In an important victory for investors, Pomerantz and co-lead counsel reached a $90 million settlement agreement with defendants on behalf of investors in Altria Group, Inc. The settlement represents one of the largest recoveries ever achieved in a securities class action in Virginia and the Fourth Circuit.

Altria manufactures and markets cigarettes, smokeless products, and wine in the United States. JUUL is an e-cigarette company.

On December 20, 2018, Altria and JUUL issued mirrored press releases announcing that Altria had closed a $12.8 billion investment in JUUL -- a 35% economic interest in the e-cigarette company -- with JUUL purportedly remaining fully independent. In its press release, Altria claimed that the related service agreements would accelerate JUUL’s mission to switch adult smokers to e-vapor products and bluntly represented that “[JUUL’s] intent was never to have youth use JUUL products.”

The complaint alleges that, between December 20, 2018 and September 24, 2019, the defendants misrepresented their business operations and prospects while failing to disclose to investors that JUUL’s marketing scheme was directed at minors and JUUL’s products were harmful and not for tobacco cessation.

On March 12, 2021, the Honorable David J. Novak of the United States District Court for the Eastern District of Virginia denied defendants’ motions to dismiss the complaint.

Judge Novak notably upheld allegations against both Altria and JUUL (as well as each company’s senior executives), holding that even though the plaintiffs purchase Altria securities (not JUUL securities) JUUL “can face liability for its own statements that Altria investors may have relied upon.” The court found the alleged statements material, holding that “[p]laintiffs have alleged an abundance of facts showing that JUUL targeted youth and sufficient facts that Altria and JUUL knew of this marketing scheme and the risks that it posed to JUUL and Altria. However, they chose not to inform investors about these risks,” which disclosure “would have altered the ‘total mix’ of information available that a reasonable investor would have considered.” In so holding, the court notably rejected defendants’ truth-on-the-market defense because “[d]efendants actively denied that it intended to target youth with its marketing,” and the defense requires a factual finding inappropriate at the motion to dismiss stage.

Judge Novak upheld plaintiffs’ scienter allegations, stating that, “Plaintiffs allege that Altria desperately wanted to acquire JUUL, regardless of the risks, and wanted investors to react favorably to the news of the investment.
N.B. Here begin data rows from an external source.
// src/main.rs — goalforge entry point

use clap::Parser;

use goalforge::cli::{Cli, Commands};
use goalforge::infra::config::Config;
use goalforge::infra::logger;

#[tokio::main]
async fn main() {
    let cli = Cli::parse();
    logger::init_logging(&cli.log_level);

    if let Err(e) = run(cli).await {
        eprintln!("error: {e}");
        std::process::exit(1);
    }
}

async fn run(cli: Cli) -> anyhow::Result<()> {
    if let Some(Commands::History { limit, json }) = &cli.command {
        return goalforge::cli::history::show_history(*limit, *json).await;
    }

    let config = match &cli.config {
        Some(path) => Config::load_from(std::path::Path::new(path))?,
        None => Config::load()?,
    };

    goalforge::cli::run::run_goal(&cli, config).await
}
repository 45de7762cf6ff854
// tests/orchestrator_test.rs — Integration test: goal orchestrator end to end

mod common;

use std::sync::Arc;

use common::*;
use goalforge::core::events::{channel_sink, EventKind};
use goalforge::core::graph::GraphStatus;
use goalforge::core::orchestrator::{GoalOrchestrator, GoalOutcome, GoalRequest};
use goalforge::core::types::{GoalMode, TaskType};
use goalforge::infra::config::Config;
use goalforge::memory::{JsonlSummaryStore, MemorySummaryStore, SummaryStore};
use goalforge::provider::ProviderRegistry;
use pretty_assertions::assert_eq;
use tempfile::TempDir;

#[tokio::test]
async fn test_add_a_footer_end_to_end() {
    let provider = ScriptedProvider::replying("ollama", "<footer>© 2026 Acme Inc.</footer>");
    let store = Arc::new(MemorySummaryStore::new());
    let orchestrator = GoalOrchestrator::new(
        Config::default(),
        ProviderRegistry::new().with(provider.clone()),
        Some(store.clone()),
    );

    let (sink, mut rx) = channel_sink();
    let outcome = orchestrator
        .run(GoalRequest::new("add a footer"), sink)
        .await
        .unwrap();
    orchestrator.shutdown().await;
    let events = drain(&mut rx);

    let GoalOutcome::Executed(report) = outcome else {
        panic!("expected an executed goal");
    };
    assert_eq!(report.total_tasks, 1);
    assert_eq!(report.status, GraphStatus::Completed);
    assert_eq!(report.graph.nodes[0].task_type(), TaskType::CodeGen);
    assert!(report.graph.nodes[0].dependencies.is_empty());
    assert_eq!(report.graph.nodes[0].routing.key(), "ollama/llama3.1");
    assert_eq!(provider.calls(), 1);

    assert_eq!(events[0].kind, EventKind::PlanCreated);
    assert_eq!(events[0].goal_id, report.goal_id);
    assert_single_terminal(&events);

    let saved = store.all();
    assert_eq!(saved.len(), 1);
    assert_eq!(saved[0].goal_id, report.goal_id);
    assert_eq!(saved[0].goal_text, "add a footer");
    assert_eq!(saved[0].final_output, "<footer>© 2026 Acme Inc.</footer>");
    assert_eq!(saved[0].providers_used, vec!["ollama"]);
}

#[tokio::test]
async fn test_inspect_returns_plan_without_calls() {
    let provider = ScriptedProvider::replying("ollama", "unused");
    let store = Arc::new(MemorySummaryStore::new());
    let orchestrator = GoalOrchestrator::new(
        Config::default(),
        ProviderRegistry::new().with(provider.clone()),
        Some(store.clone()),
    );

    let request = GoalRequest::new("Research pricing pages, then build a pricing table").inspect_only();
    let (sink, mut rx) = channel_sink();
    let outcome = orchestrator.run(request, sink).await.unwrap();
    orchestrator.shutdown().await;

    let GoalOutcome::Planned(snapshot) = outcome else {
        panic!("expected a plan");
    };
    assert_eq!(snapshot.total_tasks, 2);
    assert_eq!(snapshot.edges, vec![("task-1".to_string(), "task-2".to_string())]);
    assert_eq!(provider.calls(), 0);
    assert!(drain(&mut rx).is_empty());
    assert!(store.all().is_empty());
}

#[tokio::test]
async fn test_council_mode_persists_summary() {
    let anthropic = ScriptedProvider::replying("anthropic", "Plan: add markup, then style.");
    let openai = ScriptedProvider::new("openai", std::time::Duration::ZERO, |req, _| {
        Ok(format!("answer from {}", req.model_id))
    });
    let store = Arc::new(MemorySummaryStore::new());
    let orchestrator = GoalOrchestrator::new(
        Config::default(),
        ProviderRegistry::new().with(anthropic.clone()).with(openai.clone()),
        Some(store.clone()),
    );

    let (sink, mut rx) = channel_sink();
    let outcome = orchestrator
        .run(GoalRequest::new("add a footer").with_mode(GoalMode::Council), sink)
        .await
        .unwrap();
    orchestrator.shutdown().await;

    let GoalOutcome::Council(result) = outcome else {
        panic!("expected a council result");
    };
    assert!(result.success);
    assert_eq!(result.final_output, "answer from gpt-4o-mini");
    assert_eq!(anthropic.calls(), 1);
    assert_eq!(openai.calls(), 3);
    assert_single_terminal(&drain(&mut rx));

    let saved = store.all();
    assert_eq!(saved[0].mode, GoalMode::Council);
    assert_eq!(saved[0].total_tasks, 4);
    assert_eq!(saved[0].done_tasks, 4);
}

#[tokio::test]
async fn test_summaries_written_to_jsonl_history() {
    let dir = TempDir::new().unwrap();
    let path = dir.path().join("goal-history.jsonl");
    let store = Arc::new(JsonlSummaryStore::new(&path));
    let orchestrator = GoalOrchestrator::new(
        Config::default(),
        ProviderRegistry::new().with(ScriptedProvider::replying("ollama", "a finished answer")),
        Some(store.clone()),
    );

    for goal in ["add a footer", "add a header"] {
        let (sink, _rx) = channel_sink();
        orchestrator.run(GoalRequest::new(goal), sink).await.unwrap();
    }
    orchestrator.shutdown().await;

    let recent = store.recent(10).await.unwrap();
    let goals: Vec<&str> = recent.iter().map(|s| s.goal_text.as_str()).collect();
    assert_eq!(goals, vec!["add a footer", "add a header"]);
}

#[tokio::test]
async fn test_persistence_disabled_skips_store() {
    let mut config = Config::default();
    config.persistence.enabled = false;
    let store = Arc::new(MemorySummaryStore::new());
    let orchestrator = GoalOrchestrator::new(
        config,
        ProviderRegistry::new().with(ScriptedProvider::replying("ollama", "a finished answer")),
        Some(store.clone()),
    );
    let (sink, _rx) = channel_sink();
    orchestrator.run(GoalRequest::new("add a footer"), sink).await.unwrap();
    orchestrator.shutdown().await;
    assert!(store.all().is_empty());
}

#[tokio::test]
async fn test_no_providers_fails_goal_cleanly() {
    let orchestrator = GoalOrchestrator::new(Config::default(), ProviderRegistry::new(), None);
    let (sink, mut rx) = channel_sink();
    let outcome = orchestrator.run(GoalRequest::new("add a footer"), sink).await.unwrap();
    orchestrator.shutdown().await;

    assert_eq!(outcome.status(), GraphStatus::Failed);
    let events = drain(&mut rx);
    assert_eq!(events.last().unwrap().kind, EventKind::Error);
    assert_single_terminal(&events);
}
Essentially, [p]laintiffs allege that Altria staked its future on JUUL, increasing the need and incentive to omit or misrepresent the serious risks created by JUUL’s marketing to youth.”
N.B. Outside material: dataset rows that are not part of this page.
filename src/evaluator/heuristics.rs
// src/evaluator/heuristics.rs — Zero-cost checks run before any LLM call

use super::utils::normalize;
use crate::infra::config::ValidationConfig;

/// Characters that plausibly end complete output.
const TERMINAL_CHARS: &[char] = &[
    '.', '!', '?', ';', ':', ')', ']', '}', '>', '"', '\'', '`', '*', '|',
];

/// Shortest prompt opening worth checking for an echo.
const ECHO_MIN_CHARS: usize = 20;
const ECHO_PREFIX_CHARS: usize = 60;

#[derive(Debug, Clone, Default, PartialEq)]
pub struct HeuristicReport {
    /// Set when the content fails outright; no LLM call is made.
    pub hard_failure: Option<String>,
    /// Issues folded into the LLM verdict with a score penalty.
    pub soft_issues: Vec<String>,
}

impl HeuristicReport {
    pub fn is_hard_failure(&self) -> bool {
        self.hard_failure.is_some()
    }
}

pub fn check(prompt: &str, content: &str, config: &ValidationConfig) -> HeuristicReport {
    let mut report = HeuristicReport::default();
    let trimmed = content.trim();
    let len = trimmed.chars().count();

    if len < config.min_chars {
        report.hard_failure = Some(format!(
            "output too short ({len} chars, minimum {})",
            config.min_chars
        ));
        return report;
    }

    if looks_truncated(trimmed, config.truncation_min_chars) {
        report
            .soft_issues
            .push("output appears truncated (no terminal punctuation)".into());
    }

    if echoes_prompt(prompt, trimmed) {
        report
            .soft_issues
            .push("output repeats the prompt verbatim".into());
    }

    report
}

fn looks_truncated(content: &str, min_chars: usize) -> bool {
    if content.chars().count() <= min_chars {
        return false;
    }
    match content.chars().last() {
        Some(c) => !TERMINAL_CHARS.contains(&c),
        None => false,
    }
}

fn echoes_prompt(prompt: &str, content: &str) -> bool {
    let opening: String = normalize(prompt).chars().take(ECHO_PREFIX_CHARS).collect();
    if opening.chars().count() < ECHO_MIN_CHARS {
        return false;
    }
    normalize(content).starts_with(&opening)
}
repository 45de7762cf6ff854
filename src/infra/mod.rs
// src/infra/mod.rs

pub mod config;
pub mod errors;
pub mod logger;
pub mod paths;
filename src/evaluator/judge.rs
// src/evaluator/judge.rs — LLM rubric pass

use std::time::Duration;

use super::parser::{parse_verdict, Verdict};
use super::utils::truncate_for_eval;
use crate::infra::errors::GoalForgeError;
use crate::provider::{CompletionRequest, ModelProvider};

const JUDGE_SYSTEM: &str = "You are a strict reviewer of AI-generated work. \
Reply with a single JSON object and nothing else.";

const JUDGE_MAX_TOKENS: u32 = 1_500;

pub struct JudgeRequest<'a> {
    pub model_id: &'a str,
    pub prompt: &'a str,
    pub content: &'a str,
    pub max_content_chars: usize,
    pub attempt_fix: bool,
    pub timeout: Duration,
}

pub fn rubric_prompt(prompt: &str, content: &str, attempt_fix: bool) -> String {
    let corrected_rule = if attempt_fix {
        "If the output is fixable, put a complete corrected version in \"corrected\"; otherwise null."
    } else {
        "Always set \"corrected\" to null."
    };
    format!(
        "Evaluate whether the output fully and correctly accomplishes the task.\n\n\
         ## Task\n{prompt}\n\n\
         ## Output\n{content}\n\n\
         Score 0-100 for correctness, completeness and safety. \
         List concrete issues. {corrected_rule}\n\n\
         Respond with exactly:\n\
         {{\"passed\": <bool>, \"score\": <0-100>, \"issues\": [<string>], \"corrected\": <string or null>}}"
    )
}

/// One rubric call under an absolute timeout.
pub async fn run_judge(
    provider: &dyn ModelProvider,
    req: JudgeRequest<'_>,
) -> Result<Verdict, GoalForgeError> {
    let content = truncate_for_eval(req.content, req.max_content_chars);
    let request = CompletionRequest::new(
        req.model_id,
        rubric_prompt(req.prompt, content, req.attempt_fix),
    )
    .with_system(JUDGE_SYSTEM)
    .with_max_tokens(JUDGE_MAX_TOKENS)
    .with_temperature(0.0);

    let response = tokio::time::timeout(req.timeout, provider.execute(request))
        .await
        .map_err(|_| GoalForgeError::Timeout {
            provider: provider.id().to_string(),
            after_ms: req.timeout.as_millis() as u64,
        })??;

    parse_verdict(&response.completion)
}

#[cfg(test)]
mod tests {
    use super::*;

    #[test]
    fn test_rubric_prompt_mentions_fix_rule() {
        assert!(rubric_prompt("t", "o", true).contains("corrected version"));
        assert!(rubric_prompt("t", "o", false).contains("null"));
        assert!(rubric_prompt("Write docs", "Docs.", false).contains("## Task\nWrite docs"));
    }
}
Judge Novak upheld plaintiffs’ scheme liability allegations, holding that “[p]laintiffs allege that [d]efendants acted in concert to deceive the FDA into not regulating mint so that they could continue to target youth with the mint product, including submitting falsified data and studies,” and “rather than apprising investors of the risks associated with the effort, [d]efendants continued to publicly deny JUUL’s intention of targeting youths in an effort to avoid further litigation or regulation that could curb their values.”

Pomerantz’s Altria litigation was led by partners Michael J. Wernke and Jeremy A. Lieberman, along with co-lead counsel.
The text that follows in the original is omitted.